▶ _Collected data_
* * * *
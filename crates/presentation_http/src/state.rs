//! Application state shared across handlers

use std::sync::Arc;

use application::FaultInjector;

/// Shared application state
#[derive(Debug, Clone)]
pub struct AppState {
    /// Injector controlled by this server
    pub injector: Arc<FaultInjector>,
}

impl AppState {
    pub const fn new(injector: Arc<FaultInjector>) -> Self {
        Self { injector }
    }
}
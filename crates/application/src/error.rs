//! Application-level errors

use thiserror::Error;

/// Message used when callers do not supply one
pub const DEFAULT_INJECTED_MESSAGE: &str = "injected failure";

/// Error synthesized when a fault key decides to fail
#[derive(Debug, Clone, PartialEq, Eq, Error)]
#[error("{message} (fault key: {key})")]
pub struct InjectedError {
    /// Fault key that triggered
    pub key: String,
    /// Human-readable failure description
    pub message: String,
}

impl InjectedError {
    /// Create an injected error for `key`
    pub fn new(key: impl Into<String>, message: impl Into<String>) -> Self {
        Self {
            key: key.into(),
            message: message.into(),
        }
    }

    /// Create an injected error with the default message
    pub fn generic(key: impl Into<String>) -> Self {
        Self::new(key, DEFAULT_INJECTED_MESSAGE)
    }
}

#[cfg(test)]
mod tests {
    use super::*;

    #[test]
    fn display_includes_key_and_message() {
        let err = InjectedError::new("db-connect", "connection refused");
        assert_eq!(err.to_string(), "connection refused (fault key: db-connect)");
    }

    #[test]
    fn generic_uses_default_message() {
        let err = InjectedError::generic("api");
        assert_eq!(err.message, DEFAULT_INJECTED_MESSAGE);
        assert_eq!(err.key, "api");
    }
}
//! Port for reading process environment variables
//!
//! Production code reads the real process environment through an adapter in
//! the infrastructure layer. Tests and embedders can supply a
//! [`FixedEnvironment`] instead of mutating the process environment.

use std::collections::HashMap;

#[cfg(test)]
use mockall::automock;

/// Read-only access to environment variables
#[cfg_attr(test, automock)]
pub trait EnvironmentPort: Send + Sync {
    /// Value of `name`, or `None` when unset or not valid unicode
    fn var(&self, name: &str) -> Option<String>;
}

/// In-memory environment with a fixed set of variables
#[derive(Debug, Clone, Default)]
pub struct FixedEnvironment {
    vars: HashMap<String, String>,
}

impl FixedEnvironment {
    /// Create an environment with no variables set
    #[must_use]
    pub fn empty() -> Self {
        Self::default()
    }

    /// Add or replace a variable
    #[must_use]
    pub fn with_var(mut self, name: impl Into<String>, value: impl Into<String>) -> Self {
        self.vars.insert(name.into(), value.into());
        self
    }
}

impl EnvironmentPort for FixedEnvironment {
    fn var(&self, name: &str) -> Option<String> {
        self.vars.get(name).cloned()
    }
}
//! Per-key rule and attempt counter

use serde::{Deserialize, Serialize};

use super::FailureRule;

/// Outcome of one evaluation of a fault point
#[derive(Debug, Clone, Copy, PartialEq, Eq)]
pub struct AttemptOutcome {
    /// 1-based attempt number assigned to this evaluation
    pub attempt: u64,
    /// Whether the rule asks for a failure on this attempt
    pub injected: bool,
}

/// A configured injection point: its rule and the number of completed
/// evaluations since the rule was installed.
#[derive(Debug, Clone, PartialEq, Eq, Serialize, Deserialize)]
pub struct FaultPoint {
    rule: FailureRule,
    attempts: u64,
}

impl FaultPoint {
    /// Create a fault point with a fresh counter
    #[must_use]
    pub const fn new(rule: FailureRule) -> Self {
        Self { rule, attempts: 0 }
    }

    /// Active rule
    #[must_use]
    pub const fn rule(&self) -> FailureRule {
        self.rule
    }

    /// Completed evaluations
    #[must_use]
    pub const fn attempts(&self) -> u64 {
        self.attempts
    }

    /// Count one attempt and decide whether it fails
    pub fn advance(&mut self) -> AttemptOutcome {
        self.attempts = self.attempts.saturating_add(1);
        AttemptOutcome {
            attempt: self.attempts,
            injected: self.rule.triggers(self.attempts),
        }
    }

    /// Remaining failures for first-N rules
    #[must_use]
    pub fn remaining(&self) -> Option<u64> {
        self.rule.remaining(self.attempts)
    }
}
//! Domain entities - Objects with identity and lifecycle

mod failure_rule;
mod fault_point;

pub use failure_rule::FailureRule;
pub use fault_point::{AttemptOutcome, FaultPoint};
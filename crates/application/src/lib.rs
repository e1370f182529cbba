//! Application layer - Fault injection decision engine
//!
//! Wraps the domain rules in shared, thread-safe services and defines the
//! ports through which the engine reads its environment.

pub mod error;
pub mod ports;
pub mod services;

pub use error::{DEFAULT_INJECTED_MESSAGE, InjectedError};
pub use ports::*;
pub use services::*;
//! Per-call context for context-aware injection
//!
//! Carries a cancellation flag, an optional deadline and explicit per-key
//! verdict overrides. Checking the context never blocks; it is a
//! point-in-time read.

use std::collections::HashMap;
use std::sync::Arc;
use std::sync::atomic::{AtomicBool, Ordering};
use std::time::{Duration, Instant};

/// Shared cancellation flag
///
/// Clones observe the same flag, so a caller can hand one clone to a
/// context and cancel it from elsewhere.
#[derive(Debug, Clone, Default)]
pub struct CancellationFlag(Arc<AtomicBool>);

impl CancellationFlag {
    #[must_use]
    pub fn new() -> Self {
        Self::default()
    }

    /// Mark as cancelled
    pub fn cancel(&self) {
        self.0.store(true, Ordering::SeqCst);
    }

    #[must_use]
    pub fn is_cancelled(&self) -> bool {
        self.0.load(Ordering::SeqCst)
    }
}

/// Context accompanying an injection decision
#[derive(Debug, Clone, Default)]
pub struct InjectionContext {
    cancellation: Option<CancellationFlag>,
    deadline: Option<Instant>,
    overrides: HashMap<String, bool>,
}

impl InjectionContext {
    /// Context with no cancellation, deadline or overrides
    #[must_use]
    pub fn new() -> Self {
        Self::default()
    }

    /// Attach a cancellation flag
    #[must_use]
    pub fn with_cancellation(mut self, flag: CancellationFlag) -> Self {
        self.cancellation = Some(flag);
        self
    }

    /// Expire the context at `deadline`
    #[must_use]
    pub fn with_deadline(mut self, deadline: Instant) -> Self {
        self.deadline = Some(deadline);
        self
    }

    /// Expire the context after `timeout`
    #[must_use]
    pub fn with_timeout(self, timeout: Duration) -> Self {
        self.with_deadline(Instant::now() + timeout)
    }

    /// Force the verdict for `key`, bypassing its rule
    #[must_use]
    pub fn with_override(mut self, key: impl Into<String>, inject: bool) -> Self {
        self.overrides.insert(key.into(), inject);
        self
    }

    /// Context that has already been cancelled
    #[must_use]
    pub fn cancelled() -> Self {
        let flag = CancellationFlag::new();
        flag.cancel();
        Self::new().with_cancellation(flag)
    }

    /// Whether the context was cancelled or its deadline has passed
    #[must_use]
    pub fn is_done(&self) -> bool {
        self.cancellation
            .as_ref()
            .is_some_and(CancellationFlag::is_cancelled)
            || self.deadline.is_some_and(|d| Instant::now() >= d)
    }

    /// Explicit verdict for `key`, if any
    #[must_use]
    pub fn override_for(&self, key: &str) -> Option<bool> {
        self.overrides.get(key).copied()
    }
}

#[cfg(test)]
mod tests {
    use super::*;

    #[test]
    fn fresh_context_is_live() {
        let ctx = InjectionContext::new();
        assert!(!ctx.is_done());
        assert!(ctx.override_for("any").is_none());
    }

    #[test]
    fn cancellation_is_shared_between_clones() {
        let flag = CancellationFlag::new();
        let ctx = InjectionContext::new().with_cancellation(flag.clone());
        assert!(!ctx.is_done());
        flag.cancel();
        assert!(ctx.is_done());
    }

    #[test]
    fn elapsed_deadline_marks_done() {
        let ctx = InjectionContext::new().with_deadline(Instant::now());
        assert!(ctx.is_done());

        let ctx = InjectionContext::new().with_timeout(Duration::from_secs(60));
        assert!(!ctx.is_done());
    }

    #[test]
    fn overrides_are_per_key() {
        let ctx = InjectionContext::new()
            .with_override("db", true)
            .with_override("api", false);
        assert_eq!(ctx.override_for("db"), Some(true));
        assert_eq!(ctx.override_for("api"), Some(false));
        assert_eq!(ctx.override_for("cache"), None);
    }

    #[test]
    fn cancelled_constructor() {
        assert!(InjectionContext::cancelled().is_done());
    }
}
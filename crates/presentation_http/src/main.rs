//! faultgate HTTP Server
//!
//! Main entry point for the fault control server.

use std::time::Duration;

use infrastructure::{AppConfig, init_logging};
use presentation_http::{routes, serve_with_shutdown, shutdown_signal, state::AppState};
use tokio::net::TcpListener;
use tower_http::trace::TraceLayer;
use tracing::{info, warn};

#[tokio::main]
async fn main() -> anyhow::Result<()> {
    // Load configuration before logging so the format and filter apply
    let loaded = AppConfig::load();
    let config = loaded.as_ref().map_or_else(|_| AppConfig::default(), Clone::clone);

    init_logging(&config.logging)?;
    if let Err(e) = &loaded {
        warn!(error = %e, "Failed to load config, using defaults");
    }

    info!("faultgate v{} starting...", env!("CARGO_PKG_VERSION"));

    let injector = config.build_injector();
    info!(
        host = %config.server.host,
        port = config.server.port,
        environment = %injector.environment(),
        production = injector.is_production(),
        "Configuration loaded"
    );

    // Install start-up rules
    let spec = config.startup_spec()?;
    if !spec.is_empty() {
        if injector.is_production() {
            warn!("Start-up fault spec ignored in production-like environment");
        }
        spec.apply(&injector);
    }

    let app = routes::create_router(AppState::new(injector)).layer(TraceLayer::new_for_http());

    let addr = config.server.bind_address();
    let listener = TcpListener::bind(&addr).await?;

    info!("Control server listening on http://{}", addr);

    let shutdown_timeout = Duration::from_secs(config.server.shutdown_timeout_secs.unwrap_or(30));

    let outcome =
        serve_with_shutdown(listener, app, shutdown_signal(), shutdown_timeout).await?;

    info!(?outcome, "Server shutdown complete");

    Ok(())
}
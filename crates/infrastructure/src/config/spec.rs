//! Start-up fault spec configuration.

use std::path::PathBuf;

use serde::{Deserialize, Serialize};

/// Rules to install when the server starts
#[derive(Debug, Clone, Default, Serialize, Deserialize)]
pub struct SpecAppConfig {
    /// YAML fault spec applied at start-up
    #[serde(default)]
    pub path: Option<PathBuf>,

    /// Seed first-N rules from `FI_FAILURE_COUNTS`
    #[serde(default)]
    pub seed_from_env: bool,
}
//! faultgate HTTP presentation layer
//!
//! This crate provides the control API for a shared [`application::FaultInjector`]
//! and a tower middleware that injects failures into HTTP services.

pub mod error;
pub mod handlers;
pub mod middleware;
pub mod routes;
pub mod shutdown;
pub mod state;

pub use error::ApiError;
pub use middleware::{
    FaultInjectionLayer, FaultInjectionService, INJECTED_FAILURE_BODY, ResponseFactory,
};
pub use routes::create_router;
pub use shutdown::{ShutdownOutcome, serve_with_shutdown, shutdown_signal};
pub use state::AppState;
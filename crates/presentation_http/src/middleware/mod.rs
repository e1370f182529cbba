//! HTTP middleware components

pub mod fault_injection;

pub use fault_injection::{
    FaultInjectionLayer, FaultInjectionService, INJECTED_FAILURE_BODY, ResponseFactory,
};
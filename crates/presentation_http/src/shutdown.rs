//! Graceful shutdown with a bounded drain period
//!
//! Once the shutdown signal fires, the server stops accepting connections
//! and waits for in-flight requests. If they have not finished within the
//! drain timeout, serving ends anyway.

use std::{future::IntoFuture, io, sync::Arc, time::Duration};

use axum::Router;
use tokio::{net::TcpListener, signal, sync::Notify};
use tracing::{info, warn};

/// How serving ended
#[derive(Debug, Clone, Copy, PartialEq, Eq)]
pub enum ShutdownOutcome {
    /// Every connection closed within the drain timeout
    Drained,
    /// The drain timeout elapsed with connections still open
    TimedOut,
}

/// Serve `app` until `signal` resolves, then drain for at most `timeout`
pub async fn serve_with_shutdown<F>(
    listener: TcpListener,
    app: Router,
    signal: F,
    timeout: Duration,
) -> io::Result<ShutdownOutcome>
where
    F: Future<Output = ()> + Send + 'static,
{
    let triggered = Arc::new(Notify::new());
    let notifier = Arc::clone(&triggered);

    let server = axum::serve(listener, app)
        .with_graceful_shutdown(async move {
            signal.await;
            info!("Waiting up to {:?} for connections to close...", timeout);
            notifier.notify_one();
        })
        .into_future();

    let deadline = async {
        triggered.notified().await;
        tokio::time::sleep(timeout).await;
    };

    tokio::select! {
        result = server => result.map(|()| ShutdownOutcome::Drained),
        () = deadline => {
            warn!(
                timeout_ms = u64::try_from(timeout.as_millis()).unwrap_or(u64::MAX),
                "Shutdown timeout elapsed, closing remaining connections"
            );
            Ok(ShutdownOutcome::TimedOut)
        }
    }
}

/// Wait for shutdown signals (SIGINT, SIGTERM)
pub async fn shutdown_signal() {
    let ctrl_c = async {
        if let Err(e) = signal::ctrl_c().await {
            tracing::error!("Failed to install Ctrl+C handler: {}", e);
        }
    };

    #[cfg(unix)]
    let terminate = async {
        match signal::unix::signal(signal::unix::SignalKind::terminate()) {
            Ok(mut signal) => {
                signal.recv().await;
            },
            Err(e) => {
                tracing::error!("Failed to install SIGTERM handler: {}", e);
                std::future::pending::<()>().await;
            },
        }
    };

    #[cfg(not(unix))]
    let terminate = std::future::pending::<()>();

    tokio::select! {
        () = ctrl_c => {
            info!("Received Ctrl+C, initiating graceful shutdown...");
        }
        () = terminate => {
            info!("Received SIGTERM, initiating graceful shutdown...");
        }
    }
}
* * * *
▶ _Work item_
Copy out the lines above with "Duration" in them.

▶ _Your solution_
use std::time::{Duration, Instant};
    pub fn with_timeout(self, timeout: Duration) -> Self {
        let ctx = InjectionContext::new().with_timeout(Duration::from_secs(60));
use std::time::Duration;
    let shutdown_timeout = Duration::from_secs(config.server.shutdown_timeout_secs.unwrap_or(30));
use std::{future::IntoFuture, io, sync::Arc, time::Duration};
    timeout: Duration,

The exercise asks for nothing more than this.